I first give Claude my current scenario: I have some firewall logs that I can save in three formats (XML, JSON, TAB), and I need a tool that will give me some statistics on these logs. Claude offers me some tools, like XMLStarlet and awk, but also some professional software, like Splunk and ELK stack. I clarify with Claude that I am only doing this in my free time, and I need something that is free and easy to use. Claude recommends using Python with pandas. I don’t have experience with pandas, but I do know Python so I go with that.
I give Claude two log entries from my honeypot’s firewall and I ask it what statistics could I run on it. Claude gives me a Python script that uses pandas, and after some back and forth and some debugging and editing, I get this final script:
import pandas as pd
import matplotlib.pyplot as plt
import json
# Load data from single-line JSON file
with open('firewall_logs.json', 'r') as file:
data = json.load(file)
# Convert to DataFrame
df = pd.DataFrame(data)
# Combine date and time into a single datetime column
df['datetime'] = pd.to_datetime(df['date'] + ' ' + df['time'], format='%Y-%m-%d %H:%M:%S')
# 1. Count of events by source IP
source_counts = df['source'].value_counts()
print("1. Events by source IP:\n", source_counts.head())

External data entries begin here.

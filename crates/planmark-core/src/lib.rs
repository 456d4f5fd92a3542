//! # PlanMark Core
//!
//! Core types and utilities for PlanMark.
//! Provides the error types used by every crate and the read-only symbol
//! catalog that drawings place symbols from.

pub mod data;
pub mod error;

pub use data::{search, Classification, Symbol, SymbolCatalog, SymbolId};

pub use error::{DesignerError, DesignerResult, Error, Result};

# 2. Count of events by target port
target_port_counts = df['targetport'].value_counts()
print("\n2. Events by target port:\n", target_port_counts.head())
# 3. Events over time (hourly bins)
df['hour'] = df['datetime'].dt.floor('H')
hourly_counts = df['hour'].value_counts().sort_index()
print("\n3. Events per hour:\n", hourly_counts)
# 4. Protocol distribution
protocol_counts = df['protocol'].value_counts()
print("\n4. Protocol distribution:\n", protocol_counts)
# 5. Top 5 source ports
top_source_ports = df['sourceport'].value_counts().head()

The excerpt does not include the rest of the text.